'Varieties of Democracy: Goals, Measurement and Emerging Findings'
- UniversityUniversity of Gothenburg
- Start date
Thursday, 14 Jun 2018, 11:00
- End date
Thursday, 14 Jun 2018, 12:30
- Aula A
- International Institute of Social Studies
Development Research Seminar by Professor Staffan I. Lindberg, Professor of Political Science at the University of Gothenburg.
In this session, Staffan Lindberg will present path-breaking new approaches building on evolutionary biology that for the first time lay out the different 'evolutionary' paths of failing versus successful sequences of democratization. The session also introduces the new and largest ever database of democracy: Varieties of Democracy (V-Dem).
For 60 years, studies of democratization and human security that inform policy and practitioners have produced misleading results. Beyond individual case studies, essentially all studies look only at if x affects y.
- Is economic development good for democracy?
- Does democracy lower the risk of civil conflict?

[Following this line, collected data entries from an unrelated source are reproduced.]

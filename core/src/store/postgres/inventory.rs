// storekeep/src/store/postgres/inventory.rs

use sqlx::{PgConnection, PgPool};
use uuid::Uuid;

use super::map_sqlx_error;
use crate::error::{StoreError, StoreResult};
use crate::model::Product;

const PRODUCT_COLUMNS: &str = "id, seller_id, name, price_cents, stock_quantity, created_at, updated_at";

/// `ORDER BY id` makes Postgres take the row locks in ascending id order.
pub(super) async fn lock_products(conn: &mut PgConnection, product_ids: &[Uuid]) -> StoreResult<Vec<Product>> {
  let sql = format!(
    "SELECT {} FROM products WHERE id = ANY($1) ORDER BY id FOR UPDATE",
    PRODUCT_COLUMNS
  );
  sqlx::query_as::<_, Product>(&sql)
    .bind(product_ids)
    .fetch_all(conn)
    .await
    .map_err(|e| map_sqlx_error("lock_products_for_update", e))
}

/// Relies on the `stock_quantity >= 0` check constraint as the last line against overselling.
pub(super) async fn adjust_stock(conn: &mut PgConnection, product_id: Uuid, delta: i32) -> StoreResult<i32> {
  let updated: Option<(i32,)> = sqlx::query_as(
    "UPDATE products SET stock_quantity = stock_quantity + $2, updated_at = NOW() \
     WHERE id = $1 RETURNING stock_quantity",
  )
  .bind(product_id)
  .bind(delta)
  .fetch_optional(conn)
  .await
  .map_err(|e| map_sqlx_error("adjust_stock", e))?;

  updated.map(|(qty,)| qty).ok_or_else(|| {
    StoreError::backend(
      "adjust_stock",
      anyhow::anyhow!("product {} disappeared while locked", product_id),
    )
  })
}

pub(super) async fn fetch_product(pool: &PgPool, product_id: Uuid) -> StoreResult<Option<Product>> {
  let sql = format!("SELECT {} FROM products WHERE id = $1", PRODUCT_COLUMNS);
  sqlx::query_as::<_, Product>(&sql)
    .bind(product_id)
    .fetch_optional(pool)
    .await
    .map_err(|e| map_sqlx_error("fetch_product", e))
}

pub(super) async fn list_products(pool: &PgPool) -> StoreResult<Vec<Product>> {
  let sql = format!("SELECT {} FROM products ORDER BY name, id", PRODUCT_COLUMNS);
  sqlx::query_as::<_, Product>(&sql)
    .fetch_all(pool)
    .await
    .map_err(|e| map_sqlx_error("list_products", e))
}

- Is a strong civil society good for democratic survival? Yet, we know that democratization as such develops in a series of small steps and long chains of events.
About the speaker
Staffan I. Lindberg is Professor of Political Science, Director of the V-Dem Institute at University of Gothenburg, one of six Principal Investigators for Varieties of Democracy (V-Dem); Wallenberg Academy Fellow, awardee of an ERC Consolidator Grant, and selected member Young Academy of Swede.
He is author of Democracy and Elections in Africa (“Outstanding Academic Title”, Choice 2007) and editor of Democratization by Elections: A New Mode of Transition?, and has also published many articles on egalitarian democracy, sequence analysis methods, civil society, electoral fraud, corruption, women’s representation, political clientelism, voting behaviour and turnovers, party and electoral systems, accountability, democratization, popular attitudes, and the Ghanaian legislature, and executive-legislative relationships.
With V-Dem, he was awarded the “Lijphart/Przeworski/Verba Data Set Award 2016” by the American Political Science Association, Comparative Politics Section.